**Your objective:** Find every line with the string "CodecError" in the material below and copy it.

**Data supplied:**
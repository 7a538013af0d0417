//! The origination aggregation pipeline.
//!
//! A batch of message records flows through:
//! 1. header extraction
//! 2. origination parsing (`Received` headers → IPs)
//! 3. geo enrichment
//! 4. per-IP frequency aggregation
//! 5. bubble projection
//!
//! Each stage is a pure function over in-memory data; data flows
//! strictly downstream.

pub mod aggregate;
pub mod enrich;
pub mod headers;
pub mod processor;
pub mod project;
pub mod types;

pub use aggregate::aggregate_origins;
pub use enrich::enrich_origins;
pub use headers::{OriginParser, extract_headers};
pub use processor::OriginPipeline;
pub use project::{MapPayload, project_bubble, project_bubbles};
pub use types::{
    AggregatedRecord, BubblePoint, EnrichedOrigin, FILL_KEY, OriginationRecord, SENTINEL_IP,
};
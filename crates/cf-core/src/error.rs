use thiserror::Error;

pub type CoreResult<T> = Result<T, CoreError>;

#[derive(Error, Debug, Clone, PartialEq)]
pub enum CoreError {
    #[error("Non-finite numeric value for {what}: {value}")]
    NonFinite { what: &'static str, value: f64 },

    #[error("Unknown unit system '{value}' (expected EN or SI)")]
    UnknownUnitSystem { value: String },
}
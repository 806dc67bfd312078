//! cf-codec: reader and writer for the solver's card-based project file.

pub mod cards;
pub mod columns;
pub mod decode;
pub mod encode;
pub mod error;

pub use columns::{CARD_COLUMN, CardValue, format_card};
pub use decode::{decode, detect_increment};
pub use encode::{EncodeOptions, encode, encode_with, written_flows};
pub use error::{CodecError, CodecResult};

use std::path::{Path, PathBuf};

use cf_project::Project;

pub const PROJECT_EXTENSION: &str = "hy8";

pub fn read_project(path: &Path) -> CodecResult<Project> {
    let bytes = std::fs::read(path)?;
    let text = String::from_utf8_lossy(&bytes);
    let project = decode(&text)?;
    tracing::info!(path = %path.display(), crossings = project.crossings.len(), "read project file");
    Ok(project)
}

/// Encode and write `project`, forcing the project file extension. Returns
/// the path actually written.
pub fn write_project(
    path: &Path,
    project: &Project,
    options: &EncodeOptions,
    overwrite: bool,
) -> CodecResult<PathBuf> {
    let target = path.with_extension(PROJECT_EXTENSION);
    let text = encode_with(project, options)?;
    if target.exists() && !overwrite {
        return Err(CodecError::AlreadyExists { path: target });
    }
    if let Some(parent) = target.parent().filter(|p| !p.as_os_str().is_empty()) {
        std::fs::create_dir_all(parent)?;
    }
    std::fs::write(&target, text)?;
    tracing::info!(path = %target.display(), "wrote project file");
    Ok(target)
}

**Expected answer:**
pub use error::{CodecError, CodecResult};
        return Err(CodecError::AlreadyExists { path: target });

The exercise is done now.